Article from ADMIN 34/2016
By , By
With network namespaces, you can create very sophisticated and resource-saving setups using the tools inside a running Linux system – without the use of containers.

Linux Containers (LXC) [1] and Docker [2], as well as software-defined network (SDN) solutions [3], make extensive use of Linux namespaces, which allow you to define and use multiple virtual instances of the resources of a host and kernel. At this time, Linux namespaces include Cgroup, IPC, Network, Mount, PID, User, and UTS.

Network namespaces have been in the admin's toolkit, ready for production, since kernel 2.6.24. In container solutions, network namespaces allow individual containers exclusive access to virtual network resources, and each container can be assigned a separate network stack.
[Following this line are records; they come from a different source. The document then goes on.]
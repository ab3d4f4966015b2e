//! Comparison sorts driven by a "may precede" relation.
//!
//! A comparator `prec(a, b)` returns `true` when `a` may be placed before, or
//! at the same position as, `b`. Both strict (`a < b`) and non-strict
//! (`a <= b`) relations are accepted and produce the same order:
//!
//! ```rust
//! use seq_ops::{quick_sort, sort};
//!
//! let mut a = [7, 9, 5, 10, 3, 6, 1, 8, 2, 4];
//! sort(&mut a, |a, b| a <= b);
//! assert_eq!(a, [1, 2, 3, 4, 5, 6, 7, 8, 9, 10]);
//!
//! let mut b = [123, 125, 12345];
//! quick_sort(&mut b, |a, b| a >= b);
//! assert_eq!(b, [12345, 125, 123]);
//! ```
//!
//! A relation that is not a consistent order leaves the result unspecified,
//! but every sort still terminates with a permutation of its input.

use core::cmp::Ordering;

/// Converts a "may precede" relation into a three-way [`Ordering`].
///
/// `a` is [`Ordering::Less`] only if it may precede `b` and `b` may not
/// precede `a`. Ties under either a strict or a non-strict relation are
/// [`Ordering::Equal`].
pub fn precede_ordering<T>(prec: &mut impl FnMut(&T, &T) -> bool, a: &T, b: &T) -> Ordering {
    match (prec(a, b), prec(b, a)) {
        (true, false) => Ordering::Less,
        (false, true) => Ordering::Greater,
        _ => Ordering::Equal,
    }
}

#[derive(Debug, Clone, Copy, Default, PartialEq, Eq)]
pub enum SortAlgo {
    /// Stable merge sort
    #[default]
    Merge,
    /// Unstable in-place Lomuto quicksort
    Quick,
}

/// Sorts `seq` in place with a stable merge sort and returns it.
///
/// An element from the right run is taken first only when it strictly
/// precedes the left one.
pub fn sort<T>(seq: &mut [T], mut prec: impl FnMut(&T, &T) -> bool) -> &mut [T] {
    let order = merge_order(seq, &mut prec);
    permute(seq, &order);
    seq
}

pub fn sort_with<T>(
    seq: &mut [T],
    algo: SortAlgo,
    prec: impl FnMut(&T, &T) -> bool,
) -> &mut [T] {
    match algo {
        SortAlgo::Merge => sort(seq, prec),
        SortAlgo::Quick => quick_sort(seq, prec),
    }
}

/// Bottom-up merge over indices into `seq`.
///
/// `order[k]` is the index of the element that belongs at position `k`.
fn merge_order<T>(seq: &[T], prec: &mut impl FnMut(&T, &T) -> bool) -> Vec<usize> {
    let n = seq.len();
    let mut order: Vec<usize> = (0..n).collect();
    let mut buf = vec![0; n];
    let mut width = 1;
    while width < n {
        for lo in (0..n).step_by(2 * width) {
            let mid = (lo + width).min(n);
            let hi = (lo + 2 * width).min(n);
            let (mut l, mut r) = (lo, mid);
            for slot in &mut buf[lo..hi] {
                let take_right = r < hi
                    && (l >= mid
                        || precede_ordering(prec, &seq[order[l]], &seq[order[r]])
                            == Ordering::Greater);
                if take_right {
                    *slot = order[r];
                    r += 1;
                } else {
                    *slot = order[l];
                    l += 1;
                }
            }
        }
        core::mem::swap(&mut order, &mut buf);
        width *= 2;
    }
    order
}

/// Moves `seq[order[k]]` to position `k` by following the permutation's cycles
fn permute<T>(seq: &mut [T], order: &[usize]) {
    let mut placed = vec![false; order.len()];
    for start in 0..order.len() {
        if placed[start] {
            continue;
        }
        let mut i = start;
        loop {
            placed[i] = true;
            let next = order[i];
            if next == start {
                break;
            }
            seq.swap(i, next);
            i = next;
        }
    }
}

/// Lomuto partition with the last element as pivot.
///
/// Returns the final index of the pivot, or [`None`] for an empty slice.
/// Every element placed before the pivot satisfied `prec(x, pivot)`; every
/// element after it did not.
pub fn partition<T>(seq: &mut [T], mut prec: impl FnMut(&T, &T) -> bool) -> Option<usize> {
    lomuto(seq, &mut prec)
}

fn lomuto<T>(seq: &mut [T], prec: &mut impl FnMut(&T, &T) -> bool) -> Option<usize> {
    let (pivot, rest) = seq.split_last_mut()?;
    let pivot = &*pivot;
    let mut boundary = 0;
    for i in 0..rest.len() {
        if prec(&rest[i], pivot) {
            rest.swap(i, boundary);
            boundary += 1;
        }
    }
    let hi = rest.len();
    seq.swap(boundary, hi);
    Some(boundary)
}

/// Sorts `seq` in place with a recursive Lomuto quicksort and returns it.
///
/// Not stable. Degrades to quadratic time on input already ordered under
/// `prec`.
pub fn quick_sort<T>(seq: &mut [T], mut prec: impl FnMut(&T, &T) -> bool) -> &mut [T] {
    quick_sort_range(seq, &mut prec);
    seq
}

fn quick_sort_range<T>(mut seq: &mut [T], prec: &mut impl FnMut(&T, &T) -> bool) {
    // Recurse into the shorter side so the stack stays logarithmic
    while seq.len() > 1 {
        let Some(p) = lomuto(seq, prec) else {
            break;
        };
        let (left, right) = core::mem::take(&mut seq).split_at_mut(p);
        let right = &mut right[1..];
        if left.len() < right.len() {
            quick_sort_range(left, prec);
            seq = right;
        } else {
            quick_sort_range(right, prec);
            seq = left;
        }
    }
}
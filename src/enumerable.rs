use crate::{
    ops::{
        find::{ElementNotFound, Found, find},
        pred::{every, filter, first_or_default, map, some},
        sort::{SortAlgo, sort_with},
    },
};

/// Owned sequence with chainable eager operations.
///
/// Operations producing a sequence return a new [`Enumerable`] and leave the
/// receiver untouched.
///
/// ```rust
/// use seq_ops::Enumerable;
///
/// let seq = Enumerable::new(vec![7, 9, 5, 10, 3, 6, 1, 8, 2, 4]);
/// let sorted = seq.filter(|x| x % 2 == 0).sort(|a, b| a <= b);
/// assert_eq!(sorted.value(), [2, 4, 6, 8, 10]);
/// assert_eq!(seq.value()[0], 7);
/// ```
#[derive(Debug, Clone, Default, PartialEq, Eq, Hash)]
pub struct Enumerable<T> {
    data: Vec<T>,
}
impl<T> Enumerable<T> {
    #[must_use]
    pub const fn new(data: Vec<T>) -> Self {
        Self { data }
    }

    #[must_use]
    pub fn value(&self) -> &[T] {
        &self.data
    }
    #[must_use]
    pub fn into_value(self) -> Vec<T> {
        self.data
    }

    #[must_use]
    pub fn map<U>(&self, f: impl FnMut(&T) -> U) -> Enumerable<U> {
        Enumerable::new(map(&self.data, f))
    }

    #[must_use]
    pub fn some(&self, pred: impl FnMut(&T) -> bool) -> bool {
        some(&self.data, pred)
    }
    #[must_use]
    pub fn every(&self, pred: impl FnMut(&T) -> bool) -> bool {
        every(&self.data, pred)
    }

    pub fn find(&self, pred: impl FnMut(&T) -> bool) -> Result<Found<&T>, ElementNotFound> {
        find(&self.data, pred)
    }

    #[must_use]
    pub fn len(&self) -> usize {
        self.data.len()
    }
    #[must_use]
    pub fn is_empty(&self) -> bool {
        self.data.is_empty()
    }

    #[must_use]
    pub fn iter(&self) -> core::slice::Iter<'_, T> {
        self.data.iter()
    }
}
impl<T: Clone> Enumerable<T> {
    #[must_use]
    pub fn filter(&self, pred: impl FnMut(&T) -> bool) -> Self {
        Self::new(filter(&self.data, pred))
    }

    #[must_use]
    pub fn first_or_default(&self, pred: impl FnMut(&T) -> bool, default: T) -> T {
        first_or_default(&self.data, pred, default)
    }

    /// Sorts a copy of the data with the stable merge sort
    #[must_use]
    pub fn sort(&self, prec: impl FnMut(&T, &T) -> bool) -> Self {
        self.sort_with(SortAlgo::Merge, prec)
    }
    #[must_use]
    pub fn sort_with(&self, algo: SortAlgo, prec: impl FnMut(&T, &T) -> bool) -> Self {
        let mut data = self.data.clone();
        sort_with(&mut data, algo, prec);
        Self::new(data)
    }
}

impl<T> From<Vec<T>> for Enumerable<T> {
    fn from(data: Vec<T>) -> Self {
        Self::new(data)
    }
}
impl<T> From<Enumerable<T>> for Vec<T> {
    fn from(value: Enumerable<T>) -> Self {
        value.into_value()
    }
}
impl<T> FromIterator<T> for Enumerable<T> {
    fn from_iter<I: IntoIterator<Item = T>>(iter: I) -> Self {
        Self::new(iter.into_iter().collect())
    }
}
impl<T> IntoIterator for Enumerable<T> {
    type Item = T;
    type IntoIter = std::vec::IntoIter<T>;

    fn into_iter(self) -> Self::IntoIter {
        self.data.into_iter()
    }
}
impl<'a, T> IntoIterator for &'a Enumerable<T> {
    type Item = &'a T;
    type IntoIter = core::slice::Iter<'a, T>;

    fn into_iter(self) -> Self::IntoIter {
        self.data.iter()
    }
}
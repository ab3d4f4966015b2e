//! Eager operations over borrowed sequences.
//!
//! Read-only operations take `&[T]` and allocate their output. Only the sorts
//! take `&mut [T]` and reorder the caller's storage.

pub mod find;
pub mod pred;
pub mod sort;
However, the use of network namespaces also makes great sense independent of containers.

From Device to Socket

With network namespaces, you can virtualize network devices, IPv4 and IPv6 protocol stacks, routing tables, ARP tables, and firewalls separately, as well as /proc/net, /sys/class/net/, QoS policies, port numbers, and sockets in such a way that individual applications can find a particular network setup without the use of containers. Several services can use namespaces to connect without conflict to the same port on the very same system, and each is able to hold its own routing table.

A typical use case is avoiding asymmetrical routing – for instance, if you manage a server in a separate admin network via a separate interface because you want to keep administrative traffic away from the production network (Figure 1). A client that wants to address the admin interface of a server is (rightly) sent via the router, which would be impossible to achieve with classic routing tables for return traffic. This task is easier if the admin interface only exists in its own, self-contained network namespace and maintains its own routing tables.

Figure 1: Asymmetrical routing can be relatively easily avoided with namespaces.

In practice, virtual veth<x> network devices are fairly typical for network namespaces. Whereas a physical device can only exist in a network namespace, a pair of virtual devices can be interconnected as a bridge or work as a pipe; in this way, you can build a type of tunnel between namespaces you created on your host.

Namespaces API

For the following examples to function, the kernel needs to be compiled with the option CONFIG_NET_NS=y. The command

cat /proc/config.gz | gunzip - | grep CONFIG_NET_NS

tests whether this is so (Figure 2). The namespaces API comprises three system calls – clone(2), unshare(2), and setns(2) – as well as a few /proc entries. Processes in user space open files with /proc/<PID>/ns/ and use their file descriptors to stay in the relevant namespace. Namespaces identify the inodes generated by /proc during their creation.

Figure 2: The CONFIG_NET_NS kernel parameter must be switched on so that the /proc system can transport information via namespaces.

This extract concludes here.